Closing the Door on 2021
Rethinking Your Yearbook Post-COVID
Closing the door on the 2021 school year could not come soon enough for teachers across the country. It was a tough year, but if anyone made lemonade from lemons, it was classroom teachers. There was also good that came from one of the craziest school years ever, and I want to share some of those positives.
Stories About People
Prior to the pandemic, so many yearbook stories were simply a recap of the season, club function or classroom syllabus. Stories that start with “Our team,” “This season” or “This year’s” tend to lead to stories that change little from year to year. Since March of 2020, students have faced having no games, club meetings or events, yet they still had the school year to cover.
Yearbook journalists started to do what we have begged them to do from the get-go – they went to their peers and found real stories.
In the 2021 yearbooks, we discovered stories about team captains who tried to motivate their peers with unique challenges, student entrepreneurs, even parents who held individual proms for small groups of students and classroom teachers who used items within the home in order to teach classes. Books came to life and encapsulated the events surrounding the pandemic.
To summarize: Let’s keep the stories about individuals and lose the season/club/event recaps. After all, we all already know, “Our team played basketball on the basketball court against our archrival basketball team this basketball season.”
Design Process
I am not sure how you all did it, but you trained your designers to tell great stories. They no longer used a pre-made template with plug and play picture boxes; they looked at the elements they had to work with, went to professional magazines for inspiration and created dynamite spreads. You also had talented and gifted editors that kept the book looking consistent by keeping fonts and graphics to a minimum.
To summarize: Let’s keep designing using the content as our main inspiration and looking to the pros for unique design ideas that could fit our storytelling.
Crowdsourcing
Another amazing accomplishment born out of necessity is crowdsourcing. Prior to the COVID-19 shutdown, journalism staffs often felt the need to limit the storytelling and photography to content created by the publication staff. The 2021 publication staffs relied on everyone in the school community to supply photos via Walsworth’s Yearbook Snap app. That app is not going away, and you may have an advantage now that parents and students know how to use it.
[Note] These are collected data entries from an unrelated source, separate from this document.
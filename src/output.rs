//! # Output Configuration
//!
//! Controls how the CLI decorates its output. Colors and emoji markers are
//! used only when the terminal and the user allow it.
//!
//! The decision honors, in order:
//! - `--color=never|always|auto` - CLI flag
//! - `NO_COLOR` - disables colors when set (https://no-color.org/)
//! - `CLICOLOR=0` - disables colors
//! - `CLICOLOR_FORCE=1` - forces colors even in non-TTY
//! - `TERM=dumb` - disables colors for dumb terminals
//!
//! ## Usage
//!
//! ```rust,ignore
//! use resource_overlay::output::{OutputConfig, emoji, state_label};
//!
//! let config = OutputConfig::from_env_and_flag("auto");
//! println!("{} Building...", emoji(&config, "🔨", "[BUILD]"));
//! println!("{}", state_label(&config, MappingState::Conflict));
//! ```

use std::env;

use console::style;

use crate::mapping::MappingState;

/// Whether output may use colors and emojis.
#[derive(Debug, Clone)]
pub struct OutputConfig {
    pub use_color: bool,
}

impl OutputConfig {
    /// Create an output configuration from the environment and the `--color` flag.
    ///
    /// `always` and `never` win over the environment; anything else detects
    /// support from the environment and the terminal.
    pub fn from_env_and_flag(color_flag: &str) -> Self {
        let use_color = match color_flag.to_lowercase().as_str() {
            "always" => true,
            "never" => false,
            _ => Self::detect_color_support(),
        };

        Self { use_color }
    }

    fn detect_color_support() -> bool {
        if env::var_os("NO_COLOR").is_some() {
            return false;
        }
        if env::var("CLICOLOR").is_ok_and(|v| v == "0") {
            return false;
        }
        if env::var("CLICOLOR_FORCE").is_ok_and(|v| v != "0" && !v.is_empty()) {
            return true;
        }
        if env::var("TERM").is_ok_and(|v| v == "dumb") {
            return false;
        }

        console::Term::stdout().features().colors_supported()
    }

    #[cfg(test)]
    pub fn with_color() -> Self {
        Self { use_color: true }
    }

    #[cfg(test)]
    pub fn without_color() -> Self {
        Self { use_color: false }
    }
}

impl Default for OutputConfig {
    fn default() -> Self {
        Self::from_env_and_flag("auto")
    }
}

/// Returns the emoji when colors are enabled, the plain marker otherwise.
pub fn emoji<'a>(config: &OutputConfig, emoji_str: &'a str, plain: &'a str) -> &'a str {
    if config.use_color {
        emoji_str
    } else {
        plain
    }
}

/// Name of a mapping state, colored by severity when colors are enabled.
pub fn state_label(config: &OutputConfig, state: MappingState) -> String {
    let name = state.to_string();
    if !config.use_color {
        return name;
    }

    let styled = match state {
        MappingState::Enabled => style(name).green(),
        MappingState::Conflict => style(name).red().bold(),
        MappingState::NotFound => style(name).yellow(),
        MappingState::Unloaded => style(name).dim(),
    };
    styled.force_styling(true).to_string()
}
You can easily ask team managers to take a photo on a bus trip to an away game, ask parents to take photos from inside the concession stands looking out at the students and ask teachers or students to take some photos during field trips. Given the option, your staff should be taking pictures if possible – they probably have a better eye for photography and understanding of the types of photos that will be used, not to mention better cameras – but crowdsourced photography provides additional coverage opportunities that did not exist before.
Advisers and staff members also crowdsourced information and story idea via Google Forms.
“Creating a Google Form students completed on picture day helped us gather info the staff referenced all year. That’s how they were able to find out about the students whose family members went to Aledo for some of those features in the people section. Sourcing and asking for leads/help with content is here to stay!” Aledo High School yearbook adviser Emily Pyeatt Arnold, CJE, said.
Yearbook staffs also looked to the newspaper, lit mag and broadcast students to help tell their stories. Why get rid of this? More help on a publication will only mean more buy-in from your student body.
To summarize: Crowdsource. Crowdsource. Crowdsource. Give your potential sources some guidelines and a little training, and the student body will take ownership of the publication.
Now, let’s also keep car parades, webinars, Canva, Procreate and Zoom … ok, I may be wrong about Zoom, but I will miss wearing pajama pants and a nice shirt to do Zoom sessions and webinars.